Norris’ Epistemology, Ch.4, I-II

Book Discussion of Christopher Norris’ “Epistemology: Key Concepts in Philosophy”

Chapter 4: Response-Dependence: What’s in it for the Realist? –

Sections I-II.

Chief claim: third-way alternative satisfying both the realist’s “demands for truth as something other (and more) than epistemic warrant or optimized rational acceptability while meeting the anti-realist’s objections on all the main points at issue.”

These issues may seem to be strictly insoluble, but they “mostly take rise from a regular confusion between ontological and epistemological issues which cannot but lead to some skeptical outcome.”

Response-dependence (RD) has its roots in Locke’s discussion of secondary qualities (like color, taste and odor) as distinguished from primary qualities (objective attributes like shape and size). The secondary qualities depend on a respondent, and some RD theorists expand this to other areas of debate as an alternative to hard-line realism on the one hand, and hard-line anti-realism on the other.

This is done by specifying exactly what will count as an adequate response (instance of veridical perception)—also called the quantified and duly provisoed biconditional (“if and only if”).

The biconditional is quantified in that “it applies to all and only those subjects whose responses fall within a given (normalized) range of perceptual sensitivity and can thus be treated as a reference-point for other, i.e., deviant borderline cases.”

The biconditional is provisoed in that “it must also make room for those various non-standard ambient conditions that explain how even a perfectly normal or perceptually well-equipped subject may sometimes get things wrong.”

For example, “x is red if and only if perceived as red by any subject with normally functioning visual and cortical apparatus under standard lighting conditions, i.e., at midday in average weather and with no local source of optical effects that might cause some aberrant or hallucinatory response.”

“The chief purpose is to specify these various provisos with maximum precision and thereby establish a class of perceptions and judgments which, although they lack objective (observer-independent) truth conditions, can nonetheless be treated as subject to normative standards of veridical warrant. By doing so, its advocates believe, one can make a strong start in heading off those skeptical arguments that have often traded—at least since Locke—on the subjectivity of color-perception and other such secondary qualities.” It also provides a way to distinguish between areas where this approach is adequate, and areas where, “according to the realist, our statements must be taken as possessing an objective truth-value quite aside from the vagaries of human perceptual response or the scope and limits of epistemic warrant.”

RD theorists take issue with Kripke’s “skeptical solution” to Wittgenstein’s rule-following paradox. Kripke accepts Wittgenstein’s anti-foundationalist claim that standards of correctness for any rule-following depend on communal warrant. When a person produces an outcome different than the outcome we would produce when following accepted rules, s/he either hasn’t understood the rules, or s/he is following different rules.
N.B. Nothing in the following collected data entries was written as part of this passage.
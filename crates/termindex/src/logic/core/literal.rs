//! Equational literals
//!
//! Every literal is an equation `l = r` or its negation. A non-equational
//! atom `P(t1..tn)` is encoded as `P(t1..tn) = $true`.

use super::term::{TermBank, TermId};
use serde::{Deserialize, Serialize};
use std::fmt;

/// Side of an equation
#[derive(Debug, Clone, Copy, PartialEq, Eq, Hash, PartialOrd, Ord, Serialize, Deserialize)]
pub enum Side {
    Left,
    Right,
}

impl Side {
    pub fn flip(self) -> Side {
        match self {
            Side::Left => Side::Right,
            Side::Right => Side::Left,
        }
    }
}

/// A literal `l = r` (positive) or `l != r` (negative)
#[derive(Debug, Clone, Copy, PartialEq, Eq, Hash)]
pub struct Literal {
    pub positive: bool,
    pub lterm: TermId,
    pub rterm: TermId,
    /// Set when `lterm` is known to be strictly greater than `rterm`
    pub oriented: bool,
    /// Set by `Kbo::mark_maximal_literals`
    pub maximal: bool,
}

impl Literal {
    /// Create an unoriented equation or disequation
    pub fn equation(positive: bool, lterm: TermId, rterm: TermId) -> Self {
        Literal {
            positive,
            lterm,
            rterm,
            oriented: false,
            maximal: false,
        }
    }

    /// Create a non-equational literal from an atom term
    pub fn atom(bank: &TermBank, positive: bool, atom: TermId) -> Self {
        Literal {
            positive,
            lterm: atom,
            rterm: bank.true_term(),
            oriented: true,
            maximal: false,
        }
    }

    pub fn is_equational(&self, bank: &TermBank) -> bool {
        self.rterm != bank.true_term()
    }

    /// Positive equation between two real terms
    pub fn is_positive_equation(&self, bank: &TermBank) -> bool {
        self.positive && self.is_equational(bank)
    }

    pub fn side(&self, side: Side) -> TermId {
        match side {
            Side::Left => self.lterm,
            Side::Right => self.rterm,
        }
    }

    pub fn swap_sides(&mut self) {
        std::mem::swap(&mut self.lterm, &mut self.rterm);
    }

    /// Addressing weight of both sides
    pub fn standard_weight(&self, bank: &TermBank) -> u64 {
        bank.standard_weight(self.lterm) + bank.standard_weight(self.rterm)
    }

    pub fn display<'a>(&'a self, bank: &'a TermBank) -> LiteralDisplay<'a> {
        LiteralDisplay { literal: self, bank }
    }
}

/// Display wrapper for Literal that resolves symbol names
pub struct LiteralDisplay<'a> {
    literal: &'a Literal,
    bank: &'a TermBank,
}

impl<'a> fmt::Display for LiteralDisplay<'a> {
    fn fmt(&self, f: &mut fmt::Formatter<'_>) -> fmt::Result {
        let lit = self.literal;
        if !lit.is_equational(self.bank) {
            if !lit.positive {
                write!(f, "~")?;
            }
            return write!(f, "{}", self.bank.display(lit.lterm));
        }
        let op = if lit.positive { "=" } else { "!=" };
        write!(
            f,
            "{} {} {}",
            self.bank.display(lit.lterm),
            op,
            self.bank.display(lit.rterm)
        )
    }
}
However, Kripke argues that if s/he produces the outcome that we would produce, that doesn’t guarantee s/he has understood accepted rules—s/he could have arrived at the same outcome via different rules. He says this conclusion follows from “the twin Wittgenstein considerations” that 1) the meaning given to the signs we use to communicate the rules—that meaning is not a “fact” and 2) every rule has a rule for its correct application, creating an infinite regress of rules, and no objective bedrock. So, Kripke says the only possible ‘solution’ is to take “a lesson from Wittgenstein in viewing our communal practices, procedures or shared ‘forms of life’ as the furthest we can get by way of justification for maintaining” our rules against the other’s “idea of what counts as properly or correctly following a rule.”

Crispin Wright’s “chief motive for adopting an RD approach is the hope of finding some alternative to ‘Kripkensteinian’ skepticism that would register the force of such arguments while yet making room for a realist-compatible conception of those areas of discourse where, intuitively, truth cannot be just a matter of conformity with accepted practices and norms.” BUT—Wright still has issues with the objectivist idea of arithmetical rules being true before we’ve grasped them (like Fermat’s Last Theorem before Andrew Wiles’ proof)—the same idea of which Alex Miller’s “humanized Platonism” stops short.
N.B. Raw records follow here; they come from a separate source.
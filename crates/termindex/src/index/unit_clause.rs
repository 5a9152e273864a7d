//! Fingerprint index for unit clauses.
//!
//! Each unit clause is keyed by the fingerprints of the two sides of its
//! literal, one trie per polarity. Equations that are not oriented are
//! stored under both side orders, so a query never has to guess which order
//! an indexed equation was written in.

use super::fingerprint::{compatible, FingerprintSpec, FpMode, FpSample};
use super::trie::TrieNode;
use crate::logic::{Clause, ClauseId, Literal, TermBank};
use std::collections::{HashMap, HashSet};
use tracing::{debug, error, trace};

#[derive(Debug, Clone)]
struct UnitKeys {
    positive: bool,
    keys: Vec<Vec<FpSample>>,
}

#[derive(Debug, Clone)]
pub struct UnitClauseIndex {
    spec: FingerprintSpec,
    positive: TrieNode<FpSample, ClauseId>,
    negative: TrieNode<FpSample, ClauseId>,
    keys: HashMap<ClauseId, UnitKeys>,
    entries: usize,
}

impl UnitClauseIndex {
    pub fn new(spec: FingerprintSpec) -> Self {
        UnitClauseIndex {
            spec,
            positive: TrieNode::default(),
            negative: TrieNode::default(),
            keys: HashMap::new(),
            entries: 0,
        }
    }

    pub fn spec(&self) -> FingerprintSpec {
        self.spec
    }

    fn key(&self, bank: &TermBank, lit: &Literal, swapped: bool) -> Vec<FpSample> {
        let (first, second) = if swapped {
            (lit.rterm, lit.lterm)
        } else {
            (lit.lterm, lit.rterm)
        };
        let mut key = Vec::with_capacity(2 * self.spec.len());
        self.spec.fingerprint_into(bank, first, &mut key);
        self.spec.fingerprint_into(bank, second, &mut key);
        key
    }

    fn root_mut(&mut self, positive: bool) -> &mut TrieNode<FpSample, ClauseId> {
        if positive {
            &mut self.positive
        } else {
            &mut self.negative
        }
    }

    /// Add a unit clause.
    ///
    /// Inserting a clause twice or a clause that is not a unit is fatal.
    pub fn insert(&mut self, bank: &TermBank, clause: &Clause) {
        let lit = match clause.literals() {
            [lit] => *lit,
            lits => {
                error!(clause = %clause.id, literals = lits.len(), "non-unit clause in unit index");
                panic!("clause {} is not a unit clause", clause.id);
            }
        };
        if self.keys.contains_key(&clause.id) {
            error!(clause = %clause.id, "clause inserted twice into unit index");
            panic!("clause {} inserted twice into unit index", clause.id);
        }

        let mut keys = vec![self.key(bank, &lit, false)];
        if lit.is_equational(bank) && !lit.oriented {
            keys.push(self.key(bank, &lit, true));
        }
        for key in &keys {
            self.root_mut(lit.positive).insert(key, clause.id);
        }
        self.entries += keys.len();
        debug!(clause = %clause.id, entries = keys.len(), "unit index insert");
        self.keys.insert(
            clause.id,
            UnitKeys {
                positive: lit.positive,
                keys,
            },
        );
    }

    /// Remove a clause and both of its entries. Returns false if it was not
    /// indexed.
    pub fn delete(&mut self, id: ClauseId) -> bool {
        let Some(unit) = self.keys.remove(&id) else {
            return false;
        };
        let root = self.root_mut(unit.positive);
        let mut removed = 0;
        for key in &unit.keys {
            removed += root.remove(key, |&c| c == id);
        }
        self.entries -= removed;
        debug!(clause = %id, removed, "unit index delete");
        true
    }

    pub fn contains(&self, id: ClauseId) -> bool {
        self.keys.contains_key(&id)
    }

    /// Number of indexed clauses
    pub fn len(&self) -> usize {
        self.keys.len()
    }

    pub fn is_empty(&self) -> bool {
        self.keys.is_empty()
    }

    /// Number of trie entries, counting unoriented equations twice
    pub fn entry_count(&self) -> usize {
        self.entries
    }

    pub fn clauses(&self) -> impl Iterator<Item = ClauseId> + '_ {
        self.keys.keys().copied()
    }

    /// Indexed unit clauses whose literal may be a generalization
    /// (`FpMode::Generalizations`) or an instance (`FpMode::Instances`) of
    /// `lit`, each reported once.
    ///
    /// Query with literals oriented the same way as the indexed ones. For
    /// instance retrieval an unoriented equation is looked up under both
    /// side orders.
    pub fn query(&self, bank: &TermBank, lit: &Literal, mode: FpMode) -> UnitCandidates<'_> {
        let root = if lit.positive {
            &self.positive
        } else {
            &self.negative
        };
        let mut walks = vec![FpWalk::new(root, self.key(bank, lit, false), mode)];
        if mode == FpMode::Instances && lit.is_equational(bank) && !lit.oriented {
            walks.push(FpWalk::new(root, self.key(bank, lit, true), mode));
        }
        trace!(positive = lit.positive, ?mode, walks = walks.len(), "unit index query");
        UnitCandidates {
            walks,
            seen: HashSet::new(),
        }
    }
}

/// Depth-first walk of one trie along compatible children
#[derive(Debug)]
struct FpWalk<'a> {
    key: Vec<FpSample>,
    mode: FpMode,
    stack: Vec<(&'a TrieNode<FpSample, ClauseId>, usize)>,
    pending: std::slice::Iter<'a, ClauseId>,
}

impl<'a> FpWalk<'a> {
    fn new(root: &'a TrieNode<FpSample, ClauseId>, key: Vec<FpSample>, mode: FpMode) -> Self {
        FpWalk {
            key,
            mode,
            stack: vec![(root, 0)],
            pending: [].iter(),
        }
    }
}

impl<'a> Iterator for FpWalk<'a> {
    type Item = ClauseId;

    fn next(&mut self) -> Option<ClauseId> {
        loop {
            if let Some(&id) = self.pending.next() {
                return Some(id);
            }
            let (node, depth) = self.stack.pop()?;
            if depth == self.key.len() {
                self.pending = node.values.iter();
                continue;
            }
            let query = self.key[depth];
            for (&indexed, child) in &node.children {
                if compatible(self.mode, indexed, query) {
                    self.stack.push((child, depth + 1));
                }
            }
        }
    }
}

/// Lazy result of `UnitClauseIndex::query`
#[derive(Debug)]
pub struct UnitCandidates<'a> {
    walks: Vec<FpWalk<'a>>,
    seen: HashSet<ClauseId>,
}

impl<'a> Iterator for UnitCandidates<'a> {
    type Item = ClauseId;

    fn next(&mut self) -> Option<ClauseId> {
        loop {
            let walk = self.walks.last_mut()?;
            match walk.next() {
                Some(id) => {
                    if self.seen.insert(id) {
                        return Some(id);
                    }
                }
                None => {
                    self.walks.pop();
                }
            }
        }
    }
}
This is because RD theory’s emphasis is on what comes after “if and only if,” to “privilege issues of perceptual response or judgements arrived under normal (suitably provisoed) epistemic conditions over issues of objective truth or those that might more aptly be addressed by the methods of the physical sciences.”
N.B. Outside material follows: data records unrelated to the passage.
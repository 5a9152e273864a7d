//! Knuth-Bendix ordering
//!
//! - `ocb`: precedence and weight function, built once per proof attempt
//! - `kbo`: the one-pass comparator and its boolean fast path
//! - `orient`: literal comparison, equation orientation and maximality

pub mod kbo;
pub mod ocb;
pub mod orient;


pub use kbo::Kbo;
pub use ocb::Ocb;

/// Result of comparing two terms or literals
#[derive(Debug, Clone, Copy, PartialEq, Eq, Hash)]
pub enum CompareResult {
    Greater,
    Lesser,
    Equal,
    Uncomparable,
}

impl CompareResult {
    /// Result of the comparison with the arguments swapped
    pub fn inverse(self) -> CompareResult {
        match self {
            CompareResult::Greater => CompareResult::Lesser,
            CompareResult::Lesser => CompareResult::Greater,
            other => other,
        }
    }
}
This has to do with RD theory’s roots in Locke’s secondary qualities, despite “good scientific warrant for saying that Locke got it wrong and that color-properties along with our perceptions of them can better be explained by reference to various branches of physical science, such as optics (theories of reflectance, wavelength-distribution, photon absorption and emission, etc.) and the neurophysiology of visual perception.”